## [Work instruction]
Copy exactly, please, each line of the data below until the line that contains "const UNKNOWN_TITLE: &str" has been copied, beginning at the top.

Source data
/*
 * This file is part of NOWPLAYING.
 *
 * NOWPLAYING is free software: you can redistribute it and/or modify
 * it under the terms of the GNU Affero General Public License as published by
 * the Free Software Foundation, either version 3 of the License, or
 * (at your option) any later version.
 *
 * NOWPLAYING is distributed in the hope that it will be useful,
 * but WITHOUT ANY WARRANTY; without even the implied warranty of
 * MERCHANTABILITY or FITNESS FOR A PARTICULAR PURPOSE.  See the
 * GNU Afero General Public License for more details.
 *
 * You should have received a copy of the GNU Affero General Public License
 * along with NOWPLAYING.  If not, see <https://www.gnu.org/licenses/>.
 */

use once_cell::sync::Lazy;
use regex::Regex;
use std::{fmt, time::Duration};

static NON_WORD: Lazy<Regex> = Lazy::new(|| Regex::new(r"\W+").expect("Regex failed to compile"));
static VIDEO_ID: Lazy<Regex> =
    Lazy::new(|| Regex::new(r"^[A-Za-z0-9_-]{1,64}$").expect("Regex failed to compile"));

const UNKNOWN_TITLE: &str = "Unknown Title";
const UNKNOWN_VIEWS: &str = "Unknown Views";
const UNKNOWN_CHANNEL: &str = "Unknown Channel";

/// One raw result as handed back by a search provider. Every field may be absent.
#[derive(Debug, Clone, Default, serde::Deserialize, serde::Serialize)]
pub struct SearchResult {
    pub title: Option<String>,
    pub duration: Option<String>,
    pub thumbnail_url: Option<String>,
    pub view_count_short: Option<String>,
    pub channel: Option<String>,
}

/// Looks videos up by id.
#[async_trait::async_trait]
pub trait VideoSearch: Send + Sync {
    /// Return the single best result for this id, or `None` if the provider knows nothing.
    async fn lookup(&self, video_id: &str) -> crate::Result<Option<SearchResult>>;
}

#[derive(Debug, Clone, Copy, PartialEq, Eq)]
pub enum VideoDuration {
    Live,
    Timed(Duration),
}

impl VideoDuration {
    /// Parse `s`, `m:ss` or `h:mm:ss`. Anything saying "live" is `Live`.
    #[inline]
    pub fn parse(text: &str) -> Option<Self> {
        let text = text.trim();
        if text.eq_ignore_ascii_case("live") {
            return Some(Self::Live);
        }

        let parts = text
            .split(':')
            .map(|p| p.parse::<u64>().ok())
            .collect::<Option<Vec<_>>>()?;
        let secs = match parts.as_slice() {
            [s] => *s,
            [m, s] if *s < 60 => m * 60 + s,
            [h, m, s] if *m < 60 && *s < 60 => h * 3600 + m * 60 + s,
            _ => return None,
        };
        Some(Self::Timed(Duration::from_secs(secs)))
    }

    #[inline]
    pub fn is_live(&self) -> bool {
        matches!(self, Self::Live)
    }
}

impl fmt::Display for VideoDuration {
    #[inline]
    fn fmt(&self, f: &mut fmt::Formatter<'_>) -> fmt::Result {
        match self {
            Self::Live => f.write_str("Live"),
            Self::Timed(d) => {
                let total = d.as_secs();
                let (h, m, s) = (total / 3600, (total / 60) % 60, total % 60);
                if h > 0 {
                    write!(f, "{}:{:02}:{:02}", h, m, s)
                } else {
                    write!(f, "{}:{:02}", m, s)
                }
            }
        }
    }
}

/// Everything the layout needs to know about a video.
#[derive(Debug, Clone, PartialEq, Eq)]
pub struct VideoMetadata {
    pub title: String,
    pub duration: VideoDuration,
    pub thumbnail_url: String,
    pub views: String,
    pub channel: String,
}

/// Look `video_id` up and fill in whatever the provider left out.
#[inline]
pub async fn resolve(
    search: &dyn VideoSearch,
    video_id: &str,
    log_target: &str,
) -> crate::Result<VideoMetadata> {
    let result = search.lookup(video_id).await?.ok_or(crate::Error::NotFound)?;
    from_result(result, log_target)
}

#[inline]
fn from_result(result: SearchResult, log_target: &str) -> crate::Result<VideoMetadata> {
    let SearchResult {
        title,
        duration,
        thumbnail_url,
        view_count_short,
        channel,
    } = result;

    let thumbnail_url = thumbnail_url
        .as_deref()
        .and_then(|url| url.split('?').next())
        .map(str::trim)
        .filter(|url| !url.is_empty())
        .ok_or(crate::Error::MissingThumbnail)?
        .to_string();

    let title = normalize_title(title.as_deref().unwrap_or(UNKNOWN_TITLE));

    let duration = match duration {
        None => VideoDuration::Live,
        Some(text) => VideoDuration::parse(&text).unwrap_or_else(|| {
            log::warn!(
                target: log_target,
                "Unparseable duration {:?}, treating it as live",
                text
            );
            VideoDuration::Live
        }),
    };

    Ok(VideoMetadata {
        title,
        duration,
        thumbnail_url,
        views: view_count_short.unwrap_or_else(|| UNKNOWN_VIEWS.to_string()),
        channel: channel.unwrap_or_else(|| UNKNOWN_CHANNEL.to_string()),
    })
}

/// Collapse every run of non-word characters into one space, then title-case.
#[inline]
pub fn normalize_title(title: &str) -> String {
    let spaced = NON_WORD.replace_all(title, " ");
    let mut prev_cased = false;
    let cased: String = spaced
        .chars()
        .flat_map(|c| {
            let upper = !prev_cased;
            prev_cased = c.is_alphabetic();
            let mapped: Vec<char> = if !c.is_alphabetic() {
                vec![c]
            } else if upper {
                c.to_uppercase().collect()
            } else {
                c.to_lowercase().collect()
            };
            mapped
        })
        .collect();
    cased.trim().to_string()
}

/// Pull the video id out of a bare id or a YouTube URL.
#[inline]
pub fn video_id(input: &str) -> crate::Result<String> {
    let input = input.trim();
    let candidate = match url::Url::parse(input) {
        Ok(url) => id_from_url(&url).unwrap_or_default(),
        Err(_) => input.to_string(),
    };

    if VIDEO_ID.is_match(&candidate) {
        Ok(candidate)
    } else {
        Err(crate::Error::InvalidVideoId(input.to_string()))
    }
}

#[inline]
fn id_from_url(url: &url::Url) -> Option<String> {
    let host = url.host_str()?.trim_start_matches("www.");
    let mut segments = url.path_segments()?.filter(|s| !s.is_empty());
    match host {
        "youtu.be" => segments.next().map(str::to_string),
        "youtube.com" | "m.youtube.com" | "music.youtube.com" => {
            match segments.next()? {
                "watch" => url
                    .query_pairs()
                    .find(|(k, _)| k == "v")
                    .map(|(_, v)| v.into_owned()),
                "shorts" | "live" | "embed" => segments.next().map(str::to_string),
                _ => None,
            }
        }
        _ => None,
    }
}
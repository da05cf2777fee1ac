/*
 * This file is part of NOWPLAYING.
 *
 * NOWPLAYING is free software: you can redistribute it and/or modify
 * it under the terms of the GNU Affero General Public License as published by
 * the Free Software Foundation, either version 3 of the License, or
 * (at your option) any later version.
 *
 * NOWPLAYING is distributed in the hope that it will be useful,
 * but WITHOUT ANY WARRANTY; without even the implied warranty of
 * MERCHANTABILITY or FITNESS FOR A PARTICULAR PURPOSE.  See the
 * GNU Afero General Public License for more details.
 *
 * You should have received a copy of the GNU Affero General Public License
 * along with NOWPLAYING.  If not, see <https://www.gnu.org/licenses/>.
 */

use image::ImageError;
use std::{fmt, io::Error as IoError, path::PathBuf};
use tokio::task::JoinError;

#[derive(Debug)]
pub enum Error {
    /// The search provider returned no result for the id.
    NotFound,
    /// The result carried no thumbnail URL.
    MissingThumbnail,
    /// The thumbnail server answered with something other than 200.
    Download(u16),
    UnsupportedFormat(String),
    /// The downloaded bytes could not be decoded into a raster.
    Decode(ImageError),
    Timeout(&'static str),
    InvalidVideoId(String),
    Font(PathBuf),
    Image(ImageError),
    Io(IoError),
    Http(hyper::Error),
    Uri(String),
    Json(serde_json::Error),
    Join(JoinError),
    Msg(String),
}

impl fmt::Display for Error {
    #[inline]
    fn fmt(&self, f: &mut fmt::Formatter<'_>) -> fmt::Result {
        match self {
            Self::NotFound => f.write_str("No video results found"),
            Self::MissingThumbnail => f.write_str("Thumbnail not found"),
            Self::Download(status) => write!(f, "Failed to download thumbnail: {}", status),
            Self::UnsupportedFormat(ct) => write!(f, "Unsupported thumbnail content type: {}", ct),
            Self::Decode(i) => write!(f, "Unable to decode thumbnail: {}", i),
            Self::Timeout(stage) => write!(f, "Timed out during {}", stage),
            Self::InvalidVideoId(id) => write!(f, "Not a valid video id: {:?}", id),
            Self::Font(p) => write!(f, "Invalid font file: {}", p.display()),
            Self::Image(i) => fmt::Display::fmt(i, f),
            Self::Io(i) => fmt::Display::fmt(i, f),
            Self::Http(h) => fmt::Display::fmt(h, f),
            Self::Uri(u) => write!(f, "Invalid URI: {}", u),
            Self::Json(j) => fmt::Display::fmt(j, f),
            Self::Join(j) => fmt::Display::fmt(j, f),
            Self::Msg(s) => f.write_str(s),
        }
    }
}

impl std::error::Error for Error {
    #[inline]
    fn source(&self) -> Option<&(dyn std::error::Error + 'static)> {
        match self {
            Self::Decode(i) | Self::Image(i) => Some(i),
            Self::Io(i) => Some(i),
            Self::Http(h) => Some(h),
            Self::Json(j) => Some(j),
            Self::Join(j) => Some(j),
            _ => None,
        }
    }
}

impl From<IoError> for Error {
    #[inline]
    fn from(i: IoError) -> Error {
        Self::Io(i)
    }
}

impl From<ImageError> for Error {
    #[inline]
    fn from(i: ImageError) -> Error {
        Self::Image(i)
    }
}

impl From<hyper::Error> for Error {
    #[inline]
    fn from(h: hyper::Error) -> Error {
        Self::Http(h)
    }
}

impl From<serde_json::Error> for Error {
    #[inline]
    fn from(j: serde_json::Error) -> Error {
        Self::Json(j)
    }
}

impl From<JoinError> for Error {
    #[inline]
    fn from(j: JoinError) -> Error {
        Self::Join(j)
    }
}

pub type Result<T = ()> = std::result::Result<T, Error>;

## [Solution]
/*
 * This file is part of NOWPLAYING.
 *
 * NOWPLAYING is free software: you can redistribute it and/or modify
 * it under the terms of the GNU Affero General Public License as published by
 * the Free Software Foundation, either version 3 of the License, or
 * (at your option) any later version.
 *
 * NOWPLAYING is distributed in the hope that it will be useful,
 * but WITHOUT ANY WARRANTY; without even the implied warranty of
 * MERCHANTABILITY or FITNESS FOR A PARTICULAR PURPOSE.  See the
 * GNU Afero General Public License for more details.
 *
 * You should have received a copy of the GNU Affero General Public License
 * along with NOWPLAYING.  If not, see <https://www.gnu.org/licenses/>.
 */

use once_cell::sync::Lazy;
use regex::Regex;
use std::{fmt, time::Duration};

static NON_WORD: Lazy<Regex> = Lazy::new(|| Regex::new(r"\W+").expect("Regex failed to compile"));
static VIDEO_ID: Lazy<Regex> =
    Lazy::new(|| Regex::new(r"^[A-Za-z0-9_-]{1,64}$").expect("Regex failed to compile"));

const UNKNOWN_TITLE: &str = "Unknown Title";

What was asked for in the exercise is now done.